Hersteller: Die Verpackungsgrößen richten sich nicht allein nach den Bedürfnissen der Landwirte
Die Hersteller, die die Fragen von „Agrobite.lt“ beantwortet haben, geben an, dass die Verpackungsgrößen in erster Linie von den Marktbedürfnissen, den Zulassungsanforderungen und den Umweltschutzzielen abhängen.
Saulius Nainys, Vertriebsleiter bei BASF Litauen, erklärt, dass das Unternehmen den Bedarf an kleineren Verpackungen kontinuierlich bewertet und darauf reagiert. Die Händler könnten auch deutlich kleinere Verpackungen anbieten.
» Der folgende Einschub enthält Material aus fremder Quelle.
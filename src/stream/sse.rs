//! Incremental decoder for `text/event-stream` bodies.
//!
//! Chunks arrive with arbitrary boundaries, so the decoder keeps the partial
//! line as raw bytes and only converts complete lines to UTF-8.

use super::StreamError;

const DEFAULT_EVENT: &str = "message";

/// One dispatched server-sent event.
#[derive(Debug, Clone, PartialEq, Eq)]
pub struct SseFrame {
    pub event: String,
    pub data: String,
}

#[derive(Debug, Default)]
pub struct SseDecoder {
    pending: Vec<u8>,
    event: Option<String>,
    data: Vec<String>,
}

impl SseDecoder {
    pub fn new() -> Self {
        Self::default()
    }

    /// Feed one body chunk and return every frame it completes, in order.
    pub fn feed(&mut self, chunk: &[u8]) -> Result<Vec<SseFrame>, StreamError> {
        self.pending.extend_from_slice(chunk);
        let mut frames = Vec::new();

        while let Some(pos) = self.pending.iter().position(|&b| b == b'\n') {
            let mut line: Vec<u8> = self.pending.drain(..=pos).collect();
            line.pop();
            if line.last() == Some(&b'\r') {
                line.pop();
            }
            let line = String::from_utf8(line).map_err(|_| StreamError::InvalidUtf8)?;
            if let Some(frame) = self.process_line(&line) {
                frames.push(frame);
            }
        }

        Ok(frames)
    }

    /// True when bytes or fields are buffered that no blank line has dispatched.
    pub fn has_pending(&self) -> bool {
        !self.pending.is_empty() || self.event.is_some() || !self.data.is_empty()
    }

    fn process_line(&mut self, line: &str) -> Option<SseFrame> {
        if line.is_empty() {
            return self.dispatch();
        }
        if line.starts_with(':') {
            return None;
        }

        let (field, value) = match line.split_once(':') {
            Some((field, value)) => (field, value.strip_prefix(' ').unwrap_or(value)),
            None => (line, ""),
        };

        match field {
            "event" => self.event = Some(value.to_string()),
            "data" => self.data.push(value.to_string()),
            // `id` and `retry` only matter for browser reconnection.
            _ => {}
        }
        None
    }

    fn dispatch(&mut self) -> Option<SseFrame> {
        let event = self.event.take();
        if self.data.is_empty() {
            return None;
        }
        let data = std::mem::take(&mut self.data).join("\n");
        Some(SseFrame {
            event: event.unwrap_or_else(|| DEFAULT_EVENT.to_string()),
            data,
        })
    }
}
Seinen Angaben zufolge spielen bei größeren Verpackungen auch wirtschaftliche und ökologische Aspekte eine Rolle. Die EU-Politik fördert die Reduzierung von Verpackungsabfällen, weshalb die Einführung besonders kleiner Verpackungen nicht immer mit den allgemeinen Umweltschutzzielen vereinbar ist.
Eine ähnliche Position vertritt auch „Bayer Crop Science Lietuva“. Povilas Viganauskas, Vertriebsleiter des Unternehmens für die baltischen Staaten, erklärt, dass der Bedarf an kleineren Verpackungen ernst genommen werde, dem Markt jedoch nur jene Verpackungen geliefert werden könnten, die in der Produktzulassung vorgesehen seien.
Seinen Angaben zufolge wird die Verpackungsgröße von einer ganzen Reihe von Faktoren bestimmt – von der Herstellung und Logistik bis hin zu den Selbstkosten des Produkts und der Nachfrage. Gleichzeitig wird eingeräumt, dass eine falsch gewählte Verpackungsgröße zusätzliche Lager- und Verwaltungskosten für die Landwirte bedeuten kann, weshalb das Unternehmen verspricht, auf einen begründeten Bedarf zu reagieren.